The lovely woman who could have been anybody's grandma was inadvertently expressing the essence of the Hebrew blessing that Jews recite with similar emotion: "Baruch atah ha-Shem ... she-hecheyanu v kiyimanu v'higianu laz'man ha-zeh. (Blessed art Thou O God ... Who has kept us alive and sustained us and allowed us to reach this [glorious] time.) The Hebrew blessing is recited by Jews at the close of the kiddush prayer at the beginning of every holiday. It is also recited by parents and friends upon living to witness a landmark family or communal event--the marriage of a son or daughter or even the 600' anniversary this past year of the founding of sovereign State of Israel. It is certainly an appropriate sentiment at the election of America's first African American president.
Along with the presidential campaign and the election came the shocking meltdown of the domestic and international financial system that reminded one and all of the tragic events of the depression era in the 1930s. Within weeks, if not days, thousands of homes throughout the land went into foreclosure as hard-pressed homeowners could not meet their mortgage payments. Banks and financial institutions stuck with worthless paper which they had invited in the drive for higher profits, courted bankruptcy and sought government bailouts. Unemployment rose to heights not seen in years, small businesses went broke, and giant businesses like the Big Three automakers in Detroit sent their CEOs to Washington on private jets to beg for government bailouts to save them from bankruptcy. The stock market went into a tailspin that wiped out ten years of value in a fortnight and put into shock countless retirees whose 401K and 403B investments in stock funds nosedived and slashed their available retirement income in half and perhaps more. Who could envy the president-elect and his financial team who would be taking office in a little more than two months on January 20th only to inheri such a disaster?

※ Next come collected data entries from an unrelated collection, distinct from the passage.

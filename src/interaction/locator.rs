// src/interaction/locator.rs
//! Structural locators
//!
//! A locator is a selector-like path (`div#ad > a:nth-of-type(2) > img`)
//! that re-finds an element in a freshly loaded copy of the same content.
//! Paths are anchored at the nearest ancestor with a usable id.

use serde::{Deserialize, Serialize};

/// One element on the path from the document root to the target
#[derive(Debug, Clone, PartialEq, Eq, Serialize, Deserialize)]
pub struct PathSegment {
    /// Lower-case tag name
    pub tag: String,

    /// Element id, if any
    pub id: Option<String>,

    /// 1-based position among siblings with the same tag
    pub nth_of_type: usize,

    /// Number of siblings (including itself) with the same tag
    pub siblings_of_type: usize,
}

impl PathSegment {
    pub fn new(tag: impl Into<String>) -> Self {
        Self {
            tag: tag.into(),
            id: None,
            nth_of_type: 1,
            siblings_of_type: 1,
        }
    }

    pub fn with_id(mut self, id: impl Into<String>) -> Self {
        self.id = Some(id.into());
        self
    }

    pub fn nth(mut self, nth_of_type: usize, siblings_of_type: usize) -> Self {
        self.nth_of_type = nth_of_type;
        self.siblings_of_type = siblings_of_type;
        self
    }

    fn usable_id(&self) -> Option<&str> {
        self.id.as_deref().filter(|id| {
            !id.is_empty()
                && !id.starts_with(|c: char| c.is_ascii_digit())
                && id
                    .chars()
                    .all(|c| c.is_ascii_alphanumeric() || c == '-' || c == '_')
        })
    }

    fn render(&self) -> String {
        let tag = self.tag.to_ascii_lowercase();
        if let Some(id) = self.usable_id() {
            return format!("{}#{}", tag, id);
        }
        if self.siblings_of_type > 1 {
            format!("{}:nth-of-type({})", tag, self.nth_of_type.max(1))
        } else {
            tag
        }
    }
}

/// Builds a locator from an ancestor chain ordered root → target
pub fn build_locator(chain: &[PathSegment]) -> Option<String> {
    if chain.is_empty() {
        return None;
    }

    // anchor at the deepest ancestor (or the target itself) with a usable id
    let anchor = chain
        .iter()
        .rposition(|s| s.usable_id().is_some())
        .unwrap_or(0);

    let path: Vec<String> = chain[anchor..]
        .iter()
        .filter(|s| !s.tag.is_empty())
        .map(PathSegment::render)
        .collect();

    if path.is_empty() {
        None
    } else {
        Some(path.join(" > "))
    }
}

#[cfg(test)]
mod tests {
    use super::*;

    #[test]
    fn test_plain_path() {
        let chain = vec![
            PathSegment::new("html"),
            PathSegment::new("body"),
            PathSegment::new("div").nth(2, 3),
            PathSegment::new("a"),
        ];
        assert_eq!(
            build_locator(&chain).unwrap(),
            "html > body > div:nth-of-type(2) > a"
        );
    }

    #[test]
    fn test_anchored_at_id() {
        let chain = vec![
            PathSegment::new("html"),
            PathSegment::new("body"),
            PathSegment::new("div").with_id("ad-root"),
            PathSegment::new("A").nth(1, 2),
        ];
        assert_eq!(
            build_locator(&chain).unwrap(),
            "div#ad-root > a:nth-of-type(1)"
        );
    }

    #[test]
    fn test_unusable_ids_ignored() {
        let chain = vec![
            PathSegment::new("body"),
            PathSegment::new("div").with_id("3d view"),
        ];
        assert_eq!(build_locator(&chain).unwrap(), "body > div");
    }

    #[test]
    fn test_empty_chain() {
        assert!(build_locator(&[]).is_none());
    }
}
// src/recording/recorder.rs
//! Screen recorder state machine
//!
//! ```text
//! idle ──prepare()──► prepared ──begin()──► recording ──stop()──► stopping ──► idle
//!   └────────────────────start()──────────────►┘
//! ```
//!
//! `prepare()` resolves the permission dialog and builds the encoder
//! without starting it, so a caller can run a countdown or reload content
//! and only then `begin()`. Finalization (explicit `stop()` or the capture
//! stream ending on its own) goes through one path that always releases
//! the stream and cancels the compositor, and emits exactly one
//! [`RecorderEvent::Completed`] per session.

use crate::capture::compositor::CroppedStreamCompositor;
use crate::capture::crop::CropConfig;
use crate::capture::session::{CaptureSession, DisplayCapture, DisplayMediaRequest};
use crate::capture::stream::{EndReason, Frame, MediaStream};
use crate::observability::names;
use crate::recording::artifact::RecordingArtifact;
use crate::recording::encoder::{
    select_mime_type, EncoderFactory, EncoderOptions, FrameEncoder, RecorderOptions,
};
use crate::utils::config::EngineConfig;
use crate::utils::errors::{EngineError, Result};
use bytes::{Bytes, BytesMut};
use parking_lot::Mutex as SyncMutex;
use std::sync::{Arc, Weak};
use std::time::Duration;
use tokio::sync::{broadcast, watch, Mutex};
use tokio::task::JoinHandle;
use tokio::time::{Instant, MissedTickBehavior};
use tokio_util::sync::CancellationToken;
use tracing::{debug, error, info, warn};
use ulid::Ulid;

/// Recorder lifecycle states
#[derive(Debug, Clone, Copy, PartialEq, Eq)]
pub enum RecorderState {
    Idle,
    Prepared,
    Recording,
    Stopping,
}

/// Notifications emitted by the recorder
#[derive(Debug, Clone)]
pub enum RecorderEvent {
    Prepared { session_id: Ulid },
    Started { session_id: Ulid },
    Paused { session_id: Ulid },
    Resumed { session_id: Ulid },
    Completed {
        session_id: Ulid,
        result: Result<RecordingArtifact>,
    },
}

/// Point-in-time view of the recorder
#[derive(Debug, Clone, PartialEq, Eq)]
pub struct RecorderStatus {
    pub state: RecorderState,
    pub session_id: Option<Ulid>,
    pub paused: bool,
    /// Elapsed recording time excluding pauses
    pub elapsed: Duration,
    pub chunks_buffered: usize,
}

/// Elapsed-time accounting with pause subtraction
#[derive(Debug, Default)]
struct SessionClock {
    started_at: Option<Instant>,
    paused_at: Option<Instant>,
    paused_total: Duration,
}

impl SessionClock {
    fn start(&mut self, now: Instant) {
        self.started_at = Some(now);
        self.paused_at = None;
        self.paused_total = Duration::ZERO;
    }

    fn pause(&mut self, now: Instant) -> bool {
        if self.started_at.is_none() || self.paused_at.is_some() {
            return false;
        }
        self.paused_at = Some(now);
        true
    }

    fn resume(&mut self, now: Instant) -> bool {
        match self.paused_at.take() {
            Some(paused_at) => {
                self.paused_total += now.saturating_duration_since(paused_at);
                true
            }
            None => false,
        }
    }

    fn is_paused(&self) -> bool {
        self.paused_at.is_some()
    }

    fn elapsed(&self, now: Instant) -> Duration {
        let Some(started_at) = self.started_at else {
            return Duration::ZERO;
        };
        let current_pause = self
            .paused_at
            .map(|p| now.saturating_duration_since(p))
            .unwrap_or_default();
        now.saturating_duration_since(started_at)
            .saturating_sub(self.paused_total)
            .saturating_sub(current_pause)
    }
}
// build.rs
//! Build script stamping version metadata into the binary

use std::process::Command;

fn main() {
    let git_hash = command_output("git", &["rev-parse", "--short", "HEAD"])
        .unwrap_or_else(|| "unknown".to_string());
    let rustc_version = command_output("rustc", &["--version"])
        .unwrap_or_else(|| "unknown".to_string());
    let build_timestamp = std::time::SystemTime::now()
        .duration_since(std::time::UNIX_EPOCH)
        .map(|d| d.as_secs().to_string())
        .unwrap_or_else(|_| "0".to_string());

    println!("cargo:rustc-env=GIT_HASH={}", git_hash);
    println!("cargo:rustc-env=RUSTC_VERSION={}", rustc_version);
    println!("cargo:rustc-env=BUILD_TIMESTAMP={}", build_timestamp);

    println!("cargo:rerun-if-changed=build.rs");
}

fn command_output(program: &str, args: &[&str]) -> Option<String> {
    let output = Command::new(program).args(args).output().ok()?;
    if !output.status.success() {
        return None;
    }
    let text = String::from_utf8(output.stdout).ok()?;
    let trimmed = text.trim();
    if trimmed.is_empty() {
        None
    } else {
        Some(trimmed.to_string())
    }
}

Who could envy Barack Obama's situation now? Joy turned to prayer mixed with fear and trembling. In almost every synagogue where prayers are recited every shabbat for the welfare of our American government (and also for the welfare of the government of Israel), the routine words blessing our leaders, asking God to grant them wisdom and to bring peace and contentment to all the people carried special meaning and was recited, I suspect, with greater fervor.

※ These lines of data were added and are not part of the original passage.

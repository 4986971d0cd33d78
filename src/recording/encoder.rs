// src/recording/encoder.rs
//! Encoder abstraction and codec selection
//!
//! The platform supplies the actual codec. The engine only picks a
//! container/codec from a fixed preference list, checks that it is
//! supported, and drives the encoder frame by frame.

use crate::capture::stream::{Frame, StreamSettings};
use crate::utils::config::RecorderSettings;
use crate::utils::errors::{EngineError, Result};
use bytes::Bytes;
use std::time::Duration;
use tracing::debug;

/// Encoder options
#[derive(Debug, Clone, PartialEq, Eq)]
pub struct EncoderOptions {
    /// Selected mime type (container + codec)
    pub mime_type: String,

    /// Target video bitrate
    pub video_bits_per_second: u64,
}

/// Recorder options: every recognised knob of the encoding step
#[derive(Debug, Clone, PartialEq, Eq)]
pub struct RecorderOptions {
    /// Candidate mime types in order of preference
    pub mime_preferences: Vec<String>,

    /// Target video bitrate
    pub video_bits_per_second: u64,

    /// How often buffered encoded data is collected as a chunk
    pub chunk_interval: Duration,
}

impl Default for RecorderOptions {
    fn default() -> Self {
        Self::from(&RecorderSettings::default())
    }
}

impl From<&RecorderSettings> for RecorderOptions {
    fn from(settings: &RecorderSettings) -> Self {
        Self {
            mime_preferences: settings.mime_preferences.clone(),
            video_bits_per_second: settings.video_bits_per_second,
            // a zero period would panic the encode loop's interval
            chunk_interval: Duration::from_millis(settings.chunk_interval_ms.max(1)),
        }
    }
}

/// A running encoder bound to one stream
pub trait FrameEncoder: Send {
    /// Begin encoding; called once, only when recording actually begins
    fn start(&mut self) -> Result<()>;

    /// Feed one frame
    fn encode(&mut self, frame: &Frame) -> Result<()>;

    /// Take whatever encoded data is buffered
    fn take_chunk(&mut self) -> Result<Option<Bytes>>;

    /// Flush and close; returns the final chunk, if any
    fn finish(&mut self) -> Result<Option<Bytes>>;
}

/// Platform encoder capability
pub trait EncoderFactory: Send + Sync {
    fn is_type_supported(&self, mime_type: &str) -> bool;

    /// Construct an encoder for a stream; does not start it
    fn create(
        &self,
        stream: &StreamSettings,
        options: &EncoderOptions,
    ) -> Result<Box<dyn FrameEncoder>>;
}

/// Pick the first supported mime type
pub fn select_mime_type(factory: &dyn EncoderFactory, preferences: &[String]) -> Result<String> {
    for candidate in preferences {
        if factory.is_type_supported(candidate) {
            debug!("Selected encoder mime type {}", candidate);
            return Ok(candidate.clone());
        }
    }
    Err(EngineError::UnsupportedEnvironment(format!(
        "none of the encoder formats are supported: {}",
        preferences.join(", ")
    )))
}

/// File extension for a mime type (`video/webm;codecs=vp9` → `webm`)
pub fn extension_for(mime_type: &str) -> &str {
    let essence = mime_type.split(';').next().unwrap_or(mime_type).trim();
    match essence {
        "video/webm" | "audio/webm" => "webm",
        "video/mp4" | "audio/mp4" => "mp4",
        "video/x-matroska" => "mkv",
        "video/ogg" => "ogv",
        other => other.rsplit('/').next().filter(|s| !s.is_empty()).unwrap_or("bin"),
    }
}

#[cfg(test)]
mod tests {
    use super::*;
    use crate::platform::memory::MemoryEncoderFactory;

    #[test]
    fn test_select_first_supported() {
        let factory = MemoryEncoderFactory::new(&["video/webm;codecs=vp8", "video/webm"]);
        let prefs = RecorderOptions::default().mime_preferences;
        assert_eq!(
            select_mime_type(&factory, &prefs).unwrap(),
            "video/webm;codecs=vp8"
        );
    }

    #[test]
    fn test_select_none_supported() {
        let factory = MemoryEncoderFactory::new(&[]);
        let prefs = RecorderOptions::default().mime_preferences;
        let err = select_mime_type(&factory, &prefs).unwrap_err();
        assert!(matches!(err, EngineError::UnsupportedEnvironment(_)));
    }

    #[test]
    fn test_extensions() {
        assert_eq!(extension_for("video/webm;codecs=vp9"), "webm");
        assert_eq!(extension_for("video/mp4"), "mp4");
        assert_eq!(extension_for("video/quicktime"), "quicktime");
        assert_eq!(extension_for(""), "bin");
    }

    #[test]
    fn test_options_from_settings() {
        let settings = RecorderSettings {
            chunk_interval_ms: 250,
            ..Default::default()
        };
        let options = RecorderOptions::from(&settings);
        assert_eq!(options.chunk_interval, Duration::from_millis(250));
        assert_eq!(options.mime_preferences[0], "video/webm;codecs=vp9");
    }

    #[test]
    fn test_zero_chunk_interval_clamped() {
        let settings = RecorderSettings {
            chunk_interval_ms: 0,
            ..Default::default()
        };
        let options = RecorderOptions::from(&settings);
        assert_eq!(options.chunk_interval, Duration::from_millis(1));
    }
}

To lighten this discussion, let me talk about Midstream and the presidential contest between Barack Obama and John McCain. During the campaign, our friends and relatives discussed every step and misstep made by Obama and McCain and their staffs, every revelation, and every rumor and lie that made the rounds of the Internet and the press. Even the vice-presidential candidates, Joe Biden and Sarah Palin were subjects of passionate political discussion among us. We all knew where each of us stood; after all, relatives and...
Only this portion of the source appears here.